医院,自己为什么会在医院,苏言虽然想回忆以前的事情,可是就像卡壳了也不知道自己要想什么。
过了良久苏言才想起自己晕倒的那刻。
秦萱!
苏言一个激灵:“和我一起的那个姑娘呢。”
“他在隔壁呢?”说来也奇怪,明明是那姑娘受伤严重缺拖着个没事的喊着先看苏言。
当查清楚那姑娘伤势时所有人都肃然起敬,能在受这么重的伤的情况下还拖着个人来医院,单是这份毅力便赢得了所有人的尊重。
苏言拔了手上的针管,下床向隔壁病房走去,虽然身体有力气可是却不听使唤,苏言走的也是歪歪扭扭,一旁的护士想拉住苏言却被一下推开。
打来房门就看到秦萱的左腿和右手都包裹着厚厚的石膏挂在床上,头上也裹着沙布,正用左手用勺子挖西瓜在嘴里送。

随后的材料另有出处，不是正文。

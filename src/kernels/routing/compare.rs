// Copyright Peter Bower 2025. All Rights Reserved.
// Licensed under MIT License.

//! # Comparison Routing
//!
//! Validating entry points for broadcast comparisons. Outputs are boolean
//! bytes: 1 where the comparison holds, 0 elsewhere.

use crate::enums::error::KernelResult;
use crate::enums::operators::ComparisonOperator;
use crate::kernels::dispatch::dispatch;
use crate::kernels::elementwise::compare::{FloatComparison, QuantizedComparison};
use crate::structs::args::KernelArgs;
use crate::structs::quant::BinaryQuantParams;
use crate::structs::shape::Shape4;
use crate::structs::tensor::Tensor4;
use crate::traits::type_unions::{Float, Quantized};
use crate::utils::validate_binary_lens;

/// Compares quantized codes after bringing both inputs onto the common
/// scale in `params`. The output parameters and activation range are
/// validated but unused.
pub fn quantized_compare<T: Quantized>(
    op: ComparisonOperator,
    out: &mut [u8],
    out_shape: &Shape4,
    inp1: &[T],
    inp1_shape: &Shape4,
    inp2: &[T],
    inp2_shape: &Shape4,
    params: &BinaryQuantParams,
) -> KernelResult<()> {
    validate_binary_lens(
        (out.len(), out_shape),
        (inp1.len(), inp1_shape),
        (inp2.len(), inp2_shape),
    )?;
    let params = params.validate::<T>()?;
    let kernel = QuantizedComparison::<T>::new(op);
    dispatch(&kernel, out, out_shape, inp1, inp1_shape, inp2, inp2_shape, KernelArgs::new(params))
}

pub fn float_compare<T: Float>(
    op: ComparisonOperator,
    out: &mut [u8],
    out_shape: &Shape4,
    inp1: &[T],
    inp1_shape: &Shape4,
    inp2: &[T],
    inp2_shape: &Shape4,
) -> KernelResult<()> {
    validate_binary_lens(
        (out.len(), out_shape),
        (inp1.len(), inp1_shape),
        (inp2.len(), inp2_shape),
    )?;
    let kernel = FloatComparison::<T>::new(op);
    dispatch(&kernel, out, out_shape, inp1, inp1_shape, inp2, inp2_shape, KernelArgs::default())
}

/// Allocating form of [`quantized_compare`].
pub fn broadcast_compare_quantized<T: Quantized>(
    op: ComparisonOperator,
    lhs: &Tensor4<T>,
    rhs: &Tensor4<T>,
    params: &BinaryQuantParams,
) -> KernelResult<Tensor4<u8>> {
    let out_shape = Shape4::broadcast(&lhs.shape, &rhs.shape)?;
    let mut out = Tensor4::zeros(out_shape)?;
    quantized_compare(
        op,
        out.as_mut_slice(),
        &out_shape,
        lhs.as_slice(),
        &lhs.shape,
        rhs.as_slice(),
        &rhs.shape,
        params,
    )?;
    Ok(out)
}

/// Allocating form of [`float_compare`].
pub fn broadcast_compare_float<T: Float>(
    op: ComparisonOperator,
    lhs: &Tensor4<T>,
    rhs: &Tensor4<T>,
) -> KernelResult<Tensor4<u8>> {
    let out_shape = Shape4::broadcast(&lhs.shape, &rhs.shape)?;
    let mut out = Tensor4::zeros(out_shape)?;
    float_compare(
        op,
        out.as_mut_slice(),
        &out_shape,
        lhs.as_slice(),
        &lhs.shape,
        rhs.as_slice(),
        &rhs.shape,
    )?;
    Ok(out)
}

#[cfg(test)]
mod tests {
    use super::*;
    use crate::enums::error::KernelError;
    use crate::structs::quant::AffineQuantization;

    #[test]
    fn test_float_compare_scalar_lhs() {
        // 2.0 < [1, 2, 3, 4]
        let lhs = Tensor4::scalar(2.0f64);
        let rhs = Tensor4::from_slice(&[4], &[1.0f64, 2.0, 3.0, 4.0]).unwrap();
        let out = broadcast_compare_float(ComparisonOperator::Less, &lhs, &rhs).unwrap();
        assert_eq!(out.as_slice(), &[0, 0, 1, 1]);
    }

    #[test]
    fn test_quantized_compare_across_scales() {
        // inp1 real values 0.5 * (q - 0): [0.5, 1.0, 1.5]; inp2 real 0.25 * (4 - 0) = 1.0
        let a = AffineQuantization::new(0.5, 0);
        let b = AffineQuantization::new(0.25, 0);
        let params = BinaryQuantParams::comparison::<i8>(&a, &b);
        let lhs = Tensor4::from_slice(&[3], &[1i8, 2, 3]).unwrap();
        let rhs = Tensor4::scalar(4i8);

        let eq =
            broadcast_compare_quantized(ComparisonOperator::Equal, &lhs, &rhs, &params).unwrap();
        assert_eq!(eq.as_slice(), &[0, 1, 0]);
        let ge = broadcast_compare_quantized(ComparisonOperator::GreaterEqual, &lhs, &rhs, &params)
            .unwrap();
        assert_eq!(ge.as_slice(), &[0, 1, 1]);
    }

    #[test]
    fn test_compare_length_mismatch() {
        let mut out = [0u8; 3];
        let s = Shape4([1, 1, 1, 4]);
        let zeros = [0.0f32; 4];
        let res = float_compare(ComparisonOperator::Equal, &mut out, &s, &zeros, &s, &zeros, &s);
        let expected = KernelError::LengthMismatch { tensor: "out", expected: 4, found: 3 };
        assert_eq!(res, Err(expected));
    }
}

看到秦萱没事苏言也松了口气,一屁股做到了地上,这大概是苏言一生之中第一次失态。
秦萱看到苏言过来也是一喜:“你醒啦。”
“怎么了。”看到苏言做到地下秦萱也顾不上西瓜了着急的问到。
“没事。”说完就没了下文,苏言从未感觉如此疲惫,脑子一片空白什么都不愿做,只想静静地坐在地下。
“你醒的倒也是时候。”
马老,虽然认识声音可是苏言却懒得动也没有回话。
马耀华也没有觉得奇怪,和秦萱相比苏言伤反而更严重些,精神力消耗过度,这问题说大不大说不,往好了说就是休息一段时间的事,往坏了说就是变成白痴一辈子醒不来。
“喝了这碗汤,就能好一点。”马老把一碗药放到苏言的嘴边,苏言本能的喝了下去,一阵苦味从苏言的舌头传来,不过苏言连反抗的心思也没有。
“苏言……。”
“嗯。”后面的话苏言也没听清,一碗药下肚便有睡了过去。